What I really wanted to write about tonight was how things change.  As in a change of heart, change of perspective, and i guess just how things can just change in the blink of an eye.  I'm pretty sure that everything changes in some way or another. People always say "Time change everything/everyone", and for the most part, I think that's true. But I just get amazed at how certain things, beliefs, ideas, goals, etc can change seemingly overnight, taking no time at all. Maybe it's just that the gradual changes don't affect us as drastically.  An example, our last case on Friday was an operation on a man to remove part of his colon that was full of cancer. He had abdominal pain on Thursday, came to the hospital that night, and by friday at noon, he was told he had stage 4 colon cancer, needed part of his colon removed and was told he probably wouldn't live another year.  During the surgery the doc had me literally feel the inside of his abdominal wall and his intestines and all I could feel were little bumps...all tumor seeds. This 56 yr old man went from working full time, living a happy life with wife and 4 kids to knowing his entire abdominal wall was being overtaken by cancer and he would die soon.  His life changed in the time it took us to say the words.

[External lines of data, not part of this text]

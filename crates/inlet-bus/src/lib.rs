use std::sync::{
    Arc,
    atomic::{AtomicBool, Ordering},
};

use async_trait::async_trait;
use inlet_core::{ChannelType, ChannelUuid, ContactId, MsgId, OrgId};
use serde::{Deserialize, Serialize};
use serde_json::Value;
use tokio::sync::Mutex;
use tracing::{debug, instrument};

pub const DEFAULT_SUBJECT_PREFIX: &str = "inlet.handle";

#[derive(thiserror::Error, Debug)]
pub enum BusError {
    #[error(transparent)]
    Publish(#[from] anyhow::Error),
}

#[async_trait]
pub trait BusClient: Send + Sync {
    async fn publish_value(&self, subject: &str, payload: Value) -> Result<(), BusError>;
}

pub type SharedBus = Arc<dyn BusClient>;

pub struct NatsBusClient {
    client: async_nats::Client,
}

impl NatsBusClient {
    pub fn new(client: async_nats::Client) -> Self {
        Self { client }
    }
}

#[async_trait]
impl BusClient for NatsBusClient {
    async fn publish_value(&self, subject: &str, payload: Value) -> Result<(), BusError> {
        let bytes =
            serde_json::to_vec(&payload).map_err(|e| BusError::Publish(anyhow::Error::new(e)))?;
        self.client
            .publish(subject.to_string(), bytes.into())
            .await
            .map_err(|err| BusError::Publish(anyhow::Error::new(err)))
    }
}

/// Records published payloads; can be told to fail every publish.
#[derive(Clone, Default)]
pub struct InMemoryBusClient {
    published: Arc<Mutex<Vec<(String, Value)>>>,
    failing: Arc<AtomicBool>,
}

impl InMemoryBusClient {
    pub async fn take_published(&self) -> Vec<(String, Value)> {
        let mut guard = self.published.lock().await;
        std::mem::take(&mut *guard)
    }

    pub fn set_failing(&self, failing: bool) {
        self.failing.store(failing, Ordering::SeqCst);
    }
}

#[async_trait]
impl BusClient for InMemoryBusClient {
    async fn publish_value(&self, subject: &str, payload: Value) -> Result<(), BusError> {
        if self.failing.load(Ordering::SeqCst) {
            return Err(BusError::Publish(anyhow::anyhow!("bus unavailable")));
        }
        let mut guard = self.published.lock().await;
        guard.push((subject.to_string(), payload));
        Ok(())
    }
}

pub fn to_value<T: serde::Serialize>(payload: &T) -> Result<Value, BusError> {
    serde_json::to_value(payload).map_err(|e| BusError::Publish(anyhow::Error::new(e)))
}

/// Task handed to the downstream engine for each newly stored inbound message.
#[derive(Debug, Clone, PartialEq, Eq, Serialize, Deserialize)]
pub struct HandleTask {
    pub contact_id: ContactId,
    pub msg_id: MsgId,
    pub channel_uuid: ChannelUuid,
    pub channel_type: ChannelType,
}

#[derive(Debug, Clone)]
pub struct WorkQueueConfig {
    pub subject_prefix: String,
}

impl Default for WorkQueueConfig {
    fn default() -> Self {
        Self {
            subject_prefix: DEFAULT_SUBJECT_PREFIX.to_string(),
        }
    }
}

impl WorkQueueConfig {
    pub fn from_env() -> Self {
        std::env::var("INLET_WORK_SUBJECT_PREFIX")
            .ok()
            .map(|prefix| prefix.trim().trim_end_matches('.').to_string())
            .filter(|prefix| !prefix.is_empty())
            .map(|subject_prefix| Self { subject_prefix })
            .unwrap_or_default()
    }
}

/// Publishes handle tasks to `{prefix}.{org_id}`.
#[derive(Clone)]
pub struct WorkQueue {
    bus: SharedBus,
    prefix: String,
}

impl WorkQueue {
    pub fn new(bus: SharedBus, config: &WorkQueueConfig) -> Self {
        Self {
            bus,
            prefix: config.subject_prefix.clone(),
        }
    }

    pub fn subject(&self, org_id: OrgId) -> String {
        format!("{}.{}", self.prefix, org_id)
    }

    /// Single publish attempt; callers log failures and move on.
    #[instrument(name = "work_queue.dispatch", skip(self, task), fields(msg_id = task.msg_id.get()))]
    pub async fn dispatch(&self, org_id: OrgId, task: &HandleTask) -> Result<(), BusError> {
        let subject = self.subject(org_id);
        self.bus.publish_value(&subject, to_value(task)?).await?;
        debug!(%subject, "handle task published");
        Ok(())
    }
}

#[cfg(test)]
mod tests {
    use super::*;

    fn task() -> HandleTask {
        HandleTask {
            contact_id: ContactId(4),
            msg_id: MsgId(99),
            channel_uuid: ChannelUuid::new(),
            channel_type: ChannelType::new("EX"),
        }
    }

    #[tokio::test]
    async fn dispatch_publishes_task_under_org_subject() {
        let bus = InMemoryBusClient::default();
        let queue = WorkQueue::new(Arc::new(bus.clone()), &WorkQueueConfig::default());
        let task = task();
        queue.dispatch(OrgId(12), &task).await.unwrap();

        let published = bus.take_published().await;
        assert_eq!(published.len(), 1);
        assert_eq!(published[0].0, "inlet.handle.12");
        let decoded: HandleTask = serde_json::from_value(published[0].1.clone()).unwrap();
        assert_eq!(decoded, task);
        assert_eq!(published[0].1["channel_type"], "EX");
    }

    #[tokio::test]
    async fn failing_bus_surfaces_error() {
        let bus = InMemoryBusClient::default();
        bus.set_failing(true);
        let queue = WorkQueue::new(Arc::new(bus.clone()), &WorkQueueConfig::default());
        assert!(queue.dispatch(OrgId(1), &task()).await.is_err());
        assert!(bus.take_published().await.is_empty());
    }
}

 Another example, the end of a relationship. Generally speaking, when you're genuinely happy with someone, time seems to go by fast. Everything looks a little different and you sort of feel like your heart is smiling all the time. But it's crazy to me how all of that can go away overnight and you're right back to where you left off.  Something sets the ball rolling in the wrong direction (sometimes without you even knowing) and without warning, here you are, back in a familiar place, feeling just like you never left. I guess all you can do is pick up where you left off and keep going.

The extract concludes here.